Each record listed below is to be output exactly as written.

= Beginning of Section =

//! Control Service
//!
//! The single serialization point of the engine. User commands, transport
//! callbacks and heartbeat deadlines are merged into one task, so the
//! connection state, the actuator state and the last axis command are only
//! ever touched from here.

use crate::domain::models::{AppEvent, EngineCommand, MessageSeverity, StatusMessage};
use crate::infrastructure::bluetooth::connection::{ConnectionConfig, ConnectionManager};
use crate::infrastructure::bluetooth::error::ControlError;
use crate::infrastructure::bluetooth::transport::{Transport, TransportEvent};
use tokio::sync::mpsc;
use tokio::time::{sleep_until, Instant};
use tracing::{error, info};

/// Main service coordinating all peripheral I/O
pub struct ControlService<T: Transport> {
    manager: ConnectionManager<T>,
    commands: mpsc::UnboundedReceiver<EngineCommand>,
    transport_events: mpsc::UnboundedReceiver<TransportEvent>,
    event_sender: mpsc::UnboundedSender<AppEvent>,
}

impl<T: Transport> ControlService<T> {
    pub fn new(
        transport: T,
        config: ConnectionConfig,
        commands: mpsc::UnboundedReceiver<EngineCommand>,
        transport_events: mpsc::UnboundedReceiver<TransportEvent>,
        event_sender: mpsc::UnboundedSender<AppEvent>,
    ) -> Self {
        Self {
            manager: ConnectionManager::new(transport, config, event_sender.clone()),
            commands,
            transport_events,
            event_sender,
        }
    }

    /// Run until `Shutdown` arrives or every command sender is gone
    pub async fn run(mut self) {
        info!("Control service started");
        loop {
            let deadline = self.manager.heartbeat_deadline();
            tokio::select! {
                biased;
                command = self.commands.recv() => match command {
                    Some(EngineCommand::Shutdown) | None => break,
                    Some(command) => self.handle_command(command),
                },
                Some(event) = self.transport_events.recv() => {
                    self.manager.handle_transport_event(event, Instant::now());
                }
                _ = wait_for(deadline) => self.manager.on_heartbeat(Instant::now()),
            }
        }

        // Heartbeat is disarmed inside teardown before the link is released
        self.manager.shutdown();
        info!("Control service stopped");
    }

    fn handle_command(&mut self, command: EngineCommand) {
        let now = Instant::now();
        let result = match command {
            EngineCommand::StartScan => self.manager.start_scan(),
            EngineCommand::StopScan => self.manager.stop_scan(),
            EngineCommand::SelectDevice(device) => self.manager.connect(device),
            EngineCommand::Disconnect => {
                self.manager.disconnect();
                Ok(())
            }
            EngineCommand::Axis { x, y } => {
                self.manager.on_axis(x, y, now);
                Ok(())
            }
            EngineCommand::Button { button, pressed } => {
                self.manager.on_button(button, pressed, now);
                Ok(())
            }
            EngineCommand::Toggle(control) => {
                self.manager.on_toggle(control, now);
                Ok(())
            }
            EngineCommand::Reset => {
                self.manager.on_reset(now);
                Ok(())
            }
            EngineCommand::Shutdown => Ok(()),
        };

        if let Err(e) = result {
            self.report(&e);
        }
    }

    fn report(&self, err: &ControlError) {
        error!("{}", err);
        let severity = match err {
            ControlError::LinkUnavailable | ControlError::InvalidTransition { .. } => {
                MessageSeverity::Warning
            }
            _ => MessageSeverity::Error,
        };
        // LinkUnavailable already produced its own status message
        if !matches!(err, ControlError::LinkUnavailable) {
            let _ = self.event_sender.send(AppEvent::LogMessage(StatusMessage {
                message: err.to_string(),
                severity,
            }));
        }
    }
}

async fn wait_for(deadline: Option<Instant>) {
    match deadline {
        Some(deadline) => sleep_until(deadline).await,
        None => std::future::pending().await,
    }
}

= End of Section =

*EXERCISE SOLUTION*.
//! Control Service
//!
//! The single serialization point of the engine. User commands, transport
//! callbacks and heartbeat deadlines are merged into one task, so the
//! connection state, the actuator state and the last axis command are only
//! ever touched from here.

use crate::domain::models::{AppEvent, EngineCommand, MessageSeverity, StatusMessage};
use crate::infrastructure::bluetooth::connection::{ConnectionConfig, ConnectionManager};
use crate::infrastructure::bluetooth::error::ControlError;
use crate::infrastructure::bluetooth::transport::{Transport, TransportEvent};
use tokio::sync::mpsc;
use tokio::time::{sleep_until, Instant};
use tracing::{error, info};

/// Main service coordinating all peripheral I/O
pub struct ControlService<T: Transport> {
    manager: ConnectionManager<T>,
    commands: mpsc::UnboundedReceiver<EngineCommand>,
    transport_events: mpsc::UnboundedReceiver<TransportEvent>,
    event_sender: mpsc::UnboundedSender<AppEvent>,
}

impl<T: Transport> ControlService<T> {
    pub fn new(
        transport: T,
        config: ConnectionConfig,
        commands: mpsc::UnboundedReceiver<EngineCommand>,
        transport_events: mpsc::UnboundedReceiver<TransportEvent>,
        event_sender: mpsc::UnboundedSender<AppEvent>,
    ) -> Self {
        Self {
            manager: ConnectionManager::new(transport, config, event_sender.clone()),
            commands,
            transport_events,
            event_sender,
        }
    }

    /// Run until `Shutdown` arrives or every command sender is gone
    pub async fn run(mut self) {
        info!("Control service started");
        loop {
            let deadline = self.manager.heartbeat_deadline();
            tokio::select! {
                biased;
                command = self.commands.recv() => match command {
                    Some(EngineCommand::Shutdown) | None => break,
                    Some(command) => self.handle_command(command),
                },
                Some(event) = self.transport_events.recv() => {
                    self.manager.handle_transport_event(event, Instant::now());
                }
                _ = wait_for(deadline) => self.manager.on_heartbeat(Instant::now()),
            }
        }

        // Heartbeat is disarmed inside teardown before the link is released
        self.manager.shutdown();
        info!("Control service stopped");
    }

    fn handle_command(&mut self, command: EngineCommand) {
        let now = Instant::now();
        let result = match command {
            EngineCommand::StartScan => self.manager.start_scan(),
            EngineCommand::StopScan => self.manager.stop_scan(),
            EngineCommand::SelectDevice(device) => self.manager.connect(device),
            EngineCommand::Disconnect => {
                self.manager.disconnect();
                Ok(())
            }
            EngineCommand::Axis { x, y } => {
                self.manager.on_axis(x, y, now);
                Ok(())
            }
            EngineCommand::Button { button, pressed } => {
                self.manager.on_button(button, pressed, now);
                Ok(())
            }
            EngineCommand::Toggle(control) => {
                self.manager.on_toggle(control, now);
                Ok(())
            }
            EngineCommand::Reset => {
                self.manager.on_reset(now);
                Ok(())
            }
            EngineCommand::Shutdown => Ok(()),
        };

        if let Err(e) = result {
            self.report(&e);
        }
    }

    fn report(&self, err: &ControlError) {
        error!("{}", err);
        let severity = match err {
            ControlError::LinkUnavailable | ControlError::InvalidTransition { .. } => {
                MessageSeverity::Warning
            }
            _ => MessageSeverity::Error,
        };
        // LinkUnavailable already produced its own status message
        if !matches!(err, ControlError::LinkUnavailable) {
            let _ = self.event_sender.send(AppEvent::LogMessage(StatusMessage {
                message: err.to_string(),
                severity,
            }));
        }
    }
}

async fn wait_for(deadline: Option<Instant>) {
    match deadline {
        Some(deadline) => sleep_until(deadline).await,
        None => std::future::pending().await,
    }
}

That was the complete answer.